Boeing Australia and the Royal Australian Air Force (RAAF) have conducted the maiden flight of the Airpower Teaming System (ATS) loyal wingman aircraft.
The maiden sortie involved the unmanned aircraft flying a pre-set course at different speeds and altitudes to assess the design’s flight functionality and performance, says Boeing. A Boeing test pilot monitored the flight from a ground control station at the Woomera test range.
“The Loyal Wingman’s first flight is a major step in this long-term, significant project for the air force and Boeing Australia, and we’re thrilled to be a part of the successful test,” said Air Vice-Marshal Cath Roberts, RAAF head of air force capability.
“The Loyal Wingman project is a pathfinder for the integration of autonomous systems and artificial intelligence to create smart human-machine teams.”
Boeing Australia had originally planned to conduct the first flight in late 2020, but in December the company said this would be pushed back to 2021 when the test range would reopen.

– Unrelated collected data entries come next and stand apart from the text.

//! The virtual-address scheme over a page provider.
//!
//! Every pseudo-page `pid` owns two adjacent virtual slots in one big
//! reservation: the *main* slot at index `2·pid`, where the physical page
//! is mapped, and the *sub* slot at `2·pid + 1` immediately after it.
//! Linking a successor page into the sub slot makes writes that run off
//! the end of the main slot land on the successor's physical page. That
//! is how a block can straddle two non-adjacent physical pages behind one
//! contiguous pointer.

use core::mem;
use core::ptr::NonNull;

use log::debug;

use crate::page_service::PageService;
use crate::sys;

/// The reservation window, slot arithmetic, and provider handle.
pub struct AddressMap<S: PageService> {
    service: S,
    base: NonNull<u8>,
    reserved_len: usize,
    page_size: usize,
    /// Page ids the fleet was sized for; binding past this would escape
    /// the reservation.
    page_limit: u64,
}

impl<S: PageService> AddressMap<S> {
    /// Pick the page order, reserve the window, and size the provider's
    /// fleet.
    ///
    /// The page size is the smallest `2^(order+12)` that holds one
    /// `max_slot` (a maximum-class block plus its id header), so a block
    /// never spans more than two pages. The window covers four times the
    /// declared total bytes, doubled for the sub slots.
    pub fn new(mut service: S, max_slot: usize, total_limit: usize) -> AddressMap<S> {
        let mut order = 0u32;
        let mut page_size = 4096usize;
        while page_size < max_slot {
            order += 1;
            page_size <<= 1;
        }
        service
            .set_page_order(order)
            .unwrap_or_else(|e| panic!("setting page order: {}", e));

        let window = (total_limit * 4 + page_size - 1) & !(page_size - 1);
        let base = sys::reserve(2 * window)
            .unwrap_or_else(|e| panic!("reserving page window: {}", e));
        let page_limit = (window / page_size) as u64;
        service
            .resize_fleet(page_limit)
            .unwrap_or_else(|e| panic!("sizing page fleet: {}", e));

        debug!(
            "page map: order {} ({} byte pages), {} ids, window {} bytes at {:p}",
            order,
            page_size,
            page_limit,
            2 * window,
            base.as_ptr()
        );

        AddressMap {
            service,
            base,
            reserved_len: 2 * window,
            page_size,
            page_limit,
        }
    }

    pub fn page_size(&self) -> usize {
        self.page_size
    }

    pub fn page_limit(&self) -> u64 {
        self.page_limit
    }

    fn slot_addr(&self, slot: u64) -> *mut u8 {
        unsafe { self.base.as_ptr().add(slot as usize * self.page_size) }
    }

    /// The address of pseudo-page `pid` (its main slot).
    pub fn address_of(&self, pid: u64) -> *mut u8 {
        debug_assert!(pid < self.page_limit);
        self.slot_addr(2 * pid)
    }

    /// Bind a physical page to `pid` and map it into the main slot.
    pub fn bind(&mut self, pid: u64) {
        assert!(
            pid < self.page_limit,
            "page id {} outside the fleet of {}; total_limit exceeded?",
            pid,
            self.page_limit
        );
        self.service
            .bind(pid)
            .unwrap_or_else(|e| panic!("binding page {}: {}", pid, e));
        sys::map_shared_fixed(
            self.slot_addr(2 * pid),
            self.page_size,
            self.service.fd(),
            (pid * self.page_size as u64) as i64,
        )
        .unwrap_or_else(|e| panic!("mapping page {}: {}", pid, e));
    }

    /// Unmap `pid`'s main slot and release the physical page.
    ///
    /// Not called for pool-retained ids; those keep both the mapping
    /// and the binding.
    pub fn unbind(&mut self, pid: u64) {
        sys::decommit(self.slot_addr(2 * pid), self.page_size)
            .unwrap_or_else(|e| panic!("unmapping page {}: {}", pid, e));
        self.service
            .release(pid)
            .unwrap_or_else(|e| panic!("releasing page {}: {}", pid, e));
    }

    /// Map page `next` into `pid`'s sub slot, so writes overflowing
    /// `pid`'s main slot continue on `next`.
    pub fn set_next(&mut self, pid: u64, next: u64) {
        debug_assert!(pid < self.page_limit && next < self.page_limit);
        sys::map_shared_fixed(
            self.slot_addr(2 * pid + 1),
            self.page_size,
            self.service.fd(),
            (next * self.page_size as u64) as i64,
        )
        .unwrap_or_else(|e| panic!("linking page {} after {}: {}", next, pid, e));
    }

    /// Replace `pid`'s sub slot with an inaccessible reservation again.
    pub fn reset_next(&mut self, pid: u64) {
        sys::decommit(self.slot_addr(2 * pid + 1), self.page_size)
            .unwrap_or_else(|e| panic!("unlinking successor of page {}: {}", pid, e));
    }

    /// Bytes held on the provider side, plus this struct.
    pub fn using_mem(&self) -> usize {
        let service_bytes = self.service.used_bytes().unwrap_or(0) as usize;
        mem::size_of::<Self>() + service_bytes
    }
}

impl<S: PageService> Drop for AddressMap<S> {
    fn drop(&mut self) {
        // Dropping the provider closes its fd; the one munmap takes every
        // slot mapping down with the reservation.
        let _ = sys::unmap(self.base.as_ptr(), self.reserved_len);
    }
}

#[cfg(test)]
mod tests {
    use super::*;

    use crate::page_service::MemfdPages;
    use test_log::test;

    fn map_with(total: usize, max_slot: usize) -> AddressMap<MemfdPages> {
        AddressMap::new(MemfdPages::new().unwrap(), max_slot, total)
    }

    #[test]
    fn test_page_order_fits_max_slot() {
        let map = map_with(1 << 20, 4096);
        assert_eq!(map.page_size(), 4096);
        let map = map_with(1 << 20, 4097);
        assert_eq!(map.page_size(), 8192);
    }

    #[test]
    fn test_bind_write_unbind() {
        let mut map = map_with(1 << 18, 4096);
        map.bind(3);
        let p = map.address_of(3);
        unsafe {
            p.write(0x11);
            p.add(map.page_size() - 1).write(0x22);
            assert_eq!(p.read(), 0x11);
        }
        map.unbind(3);
    }

    #[test]
    fn test_sub_slot_crosses_into_next_page() {
        let mut map = map_with(1 << 18, 4096);
        let ps = map.page_size();
        map.bind(0);
        map.bind(1);
        map.set_next(0, 1);

        // A write running off page 0's main slot lands at the start of
        // page 1.
        let p0 = map.address_of(0);
        unsafe {
            for i in 0..8 {
                p0.add(ps - 4 + i).write(i as u8);
            }
            let p1 = map.address_of(1);
            assert_eq!(p1.read(), 4);
            assert_eq!(p1.add(3).read(), 7);
        }

        map.reset_next(0);
        map.unbind(1);
        map.unbind(0);
    }
}
//! Per-block metadata tables.
//!
//! Each live block id owns one fixed-size record in a dense table. The
//! record is two packed big-endian fields whose widths are fixed when the
//! allocator is constructed, sized so every legal value fits (see
//! [`codec`](crate::codec)). The two engines interpret the fields
//! differently:
//!
//! - [`BlockIndex`] (multiheap): `{size class, slot index}`, size class 0
//!   meaning free. The table starts zeroed.
//! - [`BlockMap`] (pseudo-page engine): `{page offset, page id}`, an
//!   all-ones page id meaning free. The table starts at all-ones so a
//!   never-allocated id dereferences to null.

use crate::codec;

/// Block id → (size class, slot index). Size class 0 is "free".
pub struct BlockIndex {
    data: Vec<u8>,
    record: usize,
    class_width: usize,
    slot_width: usize,
    blocks: usize,
}

impl BlockIndex {
    pub fn new(class_width: usize, slot_width: usize, blocks: usize) -> BlockIndex {
        let record = class_width + slot_width;
        BlockIndex {
            // Zeroed data marks every id free.
            data: vec![0u8; record * blocks],
            record,
            class_width,
            slot_width,
            blocks,
        }
    }

    #[inline]
    fn record_ptr(&self, id: usize) -> *const u8 {
        debug_assert!(id < self.blocks, "block id {} out of range", id);
        unsafe { self.data.as_ptr().add(id * self.record) }
    }

    #[inline]
    fn record_mut(&mut self, id: usize) -> *mut u8 {
        debug_assert!(id < self.blocks, "block id {} out of range", id);
        unsafe { self.data.as_mut_ptr().add(id * self.record) }
    }

    /// The stored size class of `id`; 0 when the block is free.
    pub fn class_of(&self, id: usize) -> usize {
        unsafe { codec::get_uint(self.record_ptr(id), self.class_width) as usize }
    }

    pub fn set_class(&mut self, id: usize, class: usize) {
        let width = self.class_width;
        unsafe { codec::put_uint(self.record_mut(id), width, class as u64) }
    }

    pub fn slot_of(&self, id: usize) -> usize {
        let (class_width, slot_width) = (self.class_width, self.slot_width);
        unsafe { codec::get_uint(self.record_ptr(id).add(class_width), slot_width) as usize }
    }

    pub fn set_slot(&mut self, id: usize, slot: usize) {
        let (class_width, slot_width) = (self.class_width, self.slot_width);
        unsafe {
            codec::put_uint(
                self.record_mut(id).add(class_width),
                slot_width,
                slot as u64,
            )
        }
    }

    /// Write both fields in one go (the allocate path).
    pub fn set(&mut self, id: usize, class: usize, slot: usize) {
        self.set_class(id, class);
        self.set_slot(id, slot);
    }

    pub fn using_mem(&self) -> usize {
        self.data.len()
    }
}

/// Block id → (offset in page, page id). An all-ones page id is "free".
pub struct BlockMap {
    data: Vec<u8>,
    record: usize,
    offset_width: usize,
    page_width: usize,
    blocks: usize,
    null_page: u64,
}

impl BlockMap {
    pub fn new(offset_width: usize, page_width: usize, blocks: usize) -> BlockMap {
        let record = offset_width + page_width;
        BlockMap {
            // All-ones page fields mark every id free from the start.
            data: vec![0xffu8; record * blocks],
            record,
            offset_width,
            page_width,
            blocks,
            null_page: codec::ones(page_width),
        }
    }

    /// The page id value meaning "no page": all ones at the configured
    /// width.
    pub fn null_page(&self) -> u64 {
        self.null_page
    }

    #[inline]
    fn record_ptr(&self, id: usize) -> *const u8 {
        debug_assert!(id < self.blocks, "block id {} out of range", id);
        unsafe { self.data.as_ptr().add(id * self.record) }
    }

    #[inline]
    fn record_mut(&mut self, id: usize) -> *mut u8 {
        debug_assert!(id < self.blocks, "block id {} out of range", id);
        unsafe { self.data.as_mut_ptr().add(id * self.record) }
    }

    /// Both fields of `id` in one lookup.
    pub fn site_of(&self, id: usize) -> (usize, u64) {
        let ptr = self.record_ptr(id);
        unsafe {
            (
                codec::get_uint(ptr, self.offset_width) as usize,
                codec::get_uint(ptr.add(self.offset_width), self.page_width),
            )
        }
    }

    pub fn set_site(&mut self, id: usize, offset: usize, page: u64) {
        let (offset_width, page_width) = (self.offset_width, self.page_width);
        let ptr = self.record_mut(id);
        unsafe {
            codec::put_uint(ptr, offset_width, offset as u64);
            codec::put_uint(ptr.add(offset_width), page_width, page);
        }
    }

    pub fn offset_of(&self, id: usize) -> usize {
        unsafe { codec::get_uint(self.record_ptr(id), self.offset_width) as usize }
    }

    pub fn set_offset(&mut self, id: usize, offset: usize) {
        let width = self.offset_width;
        unsafe { codec::put_uint(self.record_mut(id), width, offset as u64) }
    }

    pub fn page_of(&self, id: usize) -> u64 {
        let (offset_width, page_width) = (self.offset_width, self.page_width);
        unsafe { codec::get_uint(self.record_ptr(id).add(offset_width), page_width) }
    }

    /// Mark `id` free by writing the null page sentinel.
    pub fn clear_page(&mut self, id: usize) {
        let (offset_width, page_width) = (self.offset_width, self.page_width);
        unsafe { codec::put_ones(self.record_mut(id).add(offset_width), page_width) }
    }

    pub fn is_free(&self, id: usize) -> bool {
        self.page_of(id) == self.null_page
    }

    /// Copy the whole record of `src` over the record of `dst`.
    ///
    /// The compactor uses this to point the moved head block at the slot
    /// it was copied into.
    pub fn copy_record(&mut self, src: usize, dst: usize) {
        debug_assert!(src < self.blocks && dst < self.blocks);
        debug_assert_ne!(src, dst);
        let record = self.record;
        unsafe {
            let src_ptr = self.data.as_ptr().add(src * record);
            let dst_ptr = self.data.as_mut_ptr().add(dst * record);
            core::ptr::copy_nonoverlapping(src_ptr, dst_ptr, record);
        }
    }

    pub fn using_mem(&self) -> usize {
        self.data.len()
    }
}

#[cfg(test)]
mod tests {
    use super::*;

    use test_log::test;

    #[test]
    fn test_index_starts_free() {
        let table = BlockIndex::new(1, 3, 16);
        for id in 0..16 {
            assert_eq!(table.class_of(id), 0);
        }
    }

    #[test]
    fn test_index_set_get() {
        let mut table = BlockIndex::new(1, 3, 16);
        table.set(3, 7, 0x12345);
        table.set(4, 200, 1);
        assert_eq!(table.class_of(3), 7);
        assert_eq!(table.slot_of(3), 0x12345);
        assert_eq!(table.class_of(4), 200);
        assert_eq!(table.slot_of(4), 1);

        table.set_class(3, 0);
        assert_eq!(table.class_of(3), 0);
        // The slot field is untouched by a class write.
        assert_eq!(table.slot_of(3), 0x12345);
    }

    #[test]
    fn test_map_starts_null() {
        let table = BlockMap::new(2, 2, 8);
        assert_eq!(table.null_page(), 0xffff);
        for id in 0..8 {
            assert!(table.is_free(id));
        }
    }

    #[test]
    fn test_map_set_get_clear() {
        let mut table = BlockMap::new(2, 2, 8);
        table.set_site(5, 0x0102, 3);
        assert_eq!(table.site_of(5), (0x0102, 3));
        assert!(!table.is_free(5));

        table.set_offset(5, 0x0a0b);
        assert_eq!(table.site_of(5), (0x0a0b, 3));

        table.clear_page(5);
        assert!(table.is_free(5));
        // The offset field survives the clear, as in the packed layout.
        assert_eq!(table.offset_of(5), 0x0a0b);
    }

    #[test]
    fn test_map_copy_record() {
        let mut table = BlockMap::new(3, 2, 8);
        table.set_site(1, 0xbeef, 9);
        table.set_site(2, 0x1111, 4);
        table.copy_record(1, 2);
        assert_eq!(table.site_of(2), (0xbeef, 9));
        assert_eq!(table.site_of(1), (0xbeef, 9));
    }
}
//! The smallest useful tour of the API: two blocks, one relocation, one
//! intact payload.

use multiheap_fit::{Config, Multiheap};

fn main() {
    env_logger::init();

    let mut mh = Multiheap::new(Config::new(1, 2048, 16, 32 * 1024));

    mh.allocate(0, 1024);
    mh.allocate(1, 1024);

    let message = b"Hello World\0";
    unsafe {
        core::ptr::copy_nonoverlapping(message.as_ptr(), mh.dereference(1), message.len());
    }
    let before = mh.dereference(1) as usize;

    // Freeing block 0 moves block 1 into the vacated slot.
    mh.deallocate(0);

    let after = mh.dereference(1);
    let text = unsafe { core::slice::from_raw_parts(after, message.len() - 1) };
    println!("{}", String::from_utf8_lossy(text));
    println!(
        "block 1 moved from {:#x} to {:#x} ({} bytes internal, {} bytes in use)",
        before,
        after as usize,
        mh.length(1),
        mh.using_mem(),
    );
}
// Path: crates/types/src/domain/audit.rs

//! Hash-chained audit entries.
//!
//! Entries form a tamper-evident chain: each entry's `previous_entry_hash`
//! is the `entry_hash` of the entry before it, and `entry_hash` is the
//! SHA-256 of the entry's canonical JSON form with the `entryHash` field
//! removed. Redaction is applied to the snapshot before hashing, and the
//! list of redacted paths is itself part of the hashed entry.

use super::risk::RiskCategory;
use crate::canonical;
use crate::error::CanonicalError;
use crate::time::TimestampMs;
use serde::{Deserialize, Serialize};
use serde_json::Value;

/// Current version of the chain-hash scheme.
pub const CHAIN_HASH_VERSION: u32 = 1;
/// Current version of the audit entry schema.
pub const AUDIT_SCHEMA_VERSION: u32 = 1;

/// The kind of actor an audit entry attributes.
#[derive(Debug, Clone, Copy, PartialEq, Eq, Serialize, Deserialize)]
#[serde(rename_all = "lowercase")]
pub enum ActorType {
    /// A human user.
    User,
    /// An autonomous agent.
    Agent,
    /// The system itself (expiry sweeps, posture changes).
    System,
}

/// Who may see an entry when audit data is surfaced outward.
#[derive(Debug, Clone, Copy, PartialEq, Eq, Serialize, Deserialize, Default)]
#[serde(rename_all = "lowercase")]
pub enum VisibilityLevel {
    /// Visible to the whole organization.
    #[default]
    Internal,
    /// Visible outside the organization.
    Public,
    /// Visible to compliance roles only.
    Restricted,
}

/// A pointer from an audit entry to a piece of evidence.
#[derive(Debug, Clone, Serialize, Deserialize)]
#[serde(rename_all = "camelCase")]
pub struct EvidencePointer {
    /// Pointer kind. Inline evidence is hashed and embedded.
    #[serde(rename = "type")]
    pub pointer_type: String,
    /// Canonical hash of the evidence payload.
    pub hash: String,
    /// External storage reference, for non-inline evidence.
    #[serde(skip_serializing_if = "Option::is_none")]
    pub storage_ref: Option<String>,
}

impl EvidencePointer {
    /// Builds an inline pointer by hashing the payload canonically.
    pub fn inline(payload: &Value) -> Result<Self, CanonicalError> {
        Ok(Self {
            pointer_type: "inline".into(),
            hash: canonical::canonical_hash_hex(payload)?,
            storage_ref: None,
        })
    }
}

/// One tamper-evident audit record.
#[derive(Debug, Clone, Serialize, Deserialize)]
#[serde(rename_all = "camelCase")]
pub struct AuditEntry {
    /// Stable identifier.
    pub id: String,
    /// Event name, e.g. `action.executed`.
    pub event_type: String,
    /// When the event occurred.
    pub timestamp: TimestampMs,
    /// The kind of actor.
    pub actor_type: ActorType,
    /// The acting principal or `system`.
    pub actor_id: String,
    /// The kind of entity the event is about.
    pub entity_type: String,
    /// The id of the entity the event is about.
    pub entity_id: String,
    /// Risk category in effect, when known.
    #[serde(skip_serializing_if = "Option::is_none")]
    pub risk_category: Option<RiskCategory>,
    /// Outward visibility.
    #[serde(default)]
    pub visibility_level: VisibilityLevel,
    /// Human-readable summary.
    pub summary: String,
    /// Redacted snapshot of the event payload.
    pub snapshot: Value,
    /// Evidence pointers.
    #[serde(default)]
    pub evidence_pointers: Vec<EvidencePointer>,
    /// Whether redaction removed anything from the snapshot.
    pub redaction_applied: bool,
    /// Dotted paths that were redacted, part of the hashed content.
    #[serde(default)]
    pub redacted_fields: Vec<String>,
    /// Version of the chain-hash scheme.
    pub chain_hash_version: u32,
    /// Version of the entry schema.
    pub schema_version: u32,
    /// SHA-256 of this entry's canonical form minus this field.
    pub entry_hash: String,
    /// The previous entry's hash; `None` only for the first entry.
    #[serde(skip_serializing_if = "Option::is_none")]
    pub previous_entry_hash: Option<String>,
    /// The envelope this entry belongs to, when any.
    #[serde(skip_serializing_if = "Option::is_none")]
    pub envelope_id: Option<String>,
    /// Organization scope, when present.
    #[serde(skip_serializing_if = "Option::is_none")]
    pub organization_id: Option<String>,
    /// Correlation id.
    #[serde(skip_serializing_if = "Option::is_none")]
    pub trace_id: Option<String>,
}

impl AuditEntry {
    /// Recomputes the entry hash from the entry's fields.
    ///
    /// The hash covers the canonical JSON form of the entry with the
    /// `entryHash` key removed, so a stored entry verifies iff
    /// `compute_hash() == entry_hash`.
    pub fn compute_hash(&self) -> Result<String, CanonicalError> {
        let mut value = serde_json::to_value(self)
            .map_err(|e| CanonicalError::Serialize(e.to_string()))?;
        if let Some(obj) = value.as_object_mut() {
            obj.remove("entryHash");
        }
        canonical::canonical_hash_hex(&value)
    }
}

/// Well-known audit event names.
pub mod events {
    /// An action was proposed and entered the pipeline.
    pub const ACTION_PROPOSED: &str = "action.proposed";
    /// An action was denied by policy.
    pub const ACTION_DENIED: &str = "action.denied";
    /// An approval request was raised.
    pub const APPROVAL_REQUESTED: &str = "approval.requested";
    /// An approver approved.
    pub const APPROVAL_APPROVED: &str = "approval.approved";
    /// An approver rejected.
    pub const APPROVAL_REJECTED: &str = "approval.rejected";
    /// An approver patched the parameters.
    pub const APPROVAL_PATCHED: &str = "approval.patched";
    /// A pending request expired.
    pub const APPROVAL_EXPIRED: &str = "approval.expired";
    /// An action executed successfully.
    pub const ACTION_EXECUTED: &str = "action.executed";
    /// An action failed after the retry budget.
    pub const ACTION_FAILED: &str = "action.failed";
    /// An undo was requested for an executed action.
    pub const UNDO_REQUESTED: &str = "action.undo_requested";
    /// An executed action was reversed.
    pub const ACTION_UNDONE: &str = "action.undone";
}

#[cfg(test)]
mod tests {
    use super::*;
    use serde_json::json;

    fn entry() -> AuditEntry {
        AuditEntry {
            id: "aud_1".into(),
            event_type: events::ACTION_EXECUTED.into(),
            timestamp: 1_700_000_000_000,
            actor_type: ActorType::Agent,
            actor_id: "agent_1".into(),
            entity_type: "envelope".into(),
            entity_id: "env_1".into(),
            risk_category: Some(RiskCategory::Low),
            visibility_level: VisibilityLevel::Internal,
            summary: "paused campaign camp_1".into(),
            snapshot: json!({"campaignId": "camp_1"}),
            evidence_pointers: vec![],
            redaction_applied: false,
            redacted_fields: vec![],
            chain_hash_version: CHAIN_HASH_VERSION,
            schema_version: AUDIT_SCHEMA_VERSION,
            entry_hash: String::new(),
            previous_entry_hash: None,
            envelope_id: Some("env_1".into()),
            organization_id: None,
            trace_id: Some("trc_1".into()),
        }
    }

    #[test]
    fn hash_ignores_stored_entry_hash() {
        let mut e = entry();
        let h1 = e.compute_hash().unwrap();
        e.entry_hash = h1.clone();
        // Recomputing over the entry with the hash filled in yields the same
        // digest, because the field is excluded.
        assert_eq!(e.compute_hash().unwrap(), h1);
    }

    #[test]
    fn hash_covers_redaction_metadata() {
        let mut e = entry();
        let h1 = e.compute_hash().unwrap();
        e.redaction_applied = true;
        e.redacted_fields = vec!["parameters.apiKey".into()];
        assert_ne!(e.compute_hash().unwrap(), h1);
    }

    #[test]
    fn inline_evidence_pointer_hashes_payload() {
        let p = EvidencePointer::inline(&json!({"metric": "ctr", "drop": 0.4})).unwrap();
        assert_eq!(p.pointer_type, "inline");
        assert_eq!(p.hash.len(), 64);
    }
}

The ATS has been developed rapidly. The first flight came just two years after a mock-up of the design was unveiled at the Avalon Airshow on 27 February 2019.
While the RAAF clearly supports the project, the ATS has yet to secure formal orders. The ATS is envisaged as using artificial intelligence (AI) to working alongside manned and unmanned platforms.
At the Avalon show, Boeing committed to building three prototypes in Australia. In addition to being the first combat aircraft designed and built in Australia in 50 years, ATS is the first unmanned aircraft Boeing has designed and built outside the USA.
Boeing Australia has also conducted a series of tests in Australia using small, unmanned aircraft equipped with AI. This work culminated in late 2020, when Boeing announced that it had successfully grouped five AI-enabled jets to operate as a team. The work looked at areas such as on-board command and control and data sharing.
“Boeing and Australia are pioneering fully integrated combat operations by crewed and uncrewed aircraft,” says Boeing Defense, Space & Security chief executive Leanne Caret.
“We’re honoured to be opening this part of aviation’s future with the Royal Australian Air Force, and we look forward to showing others how they also could benefit from our loyal wingman capabilities.”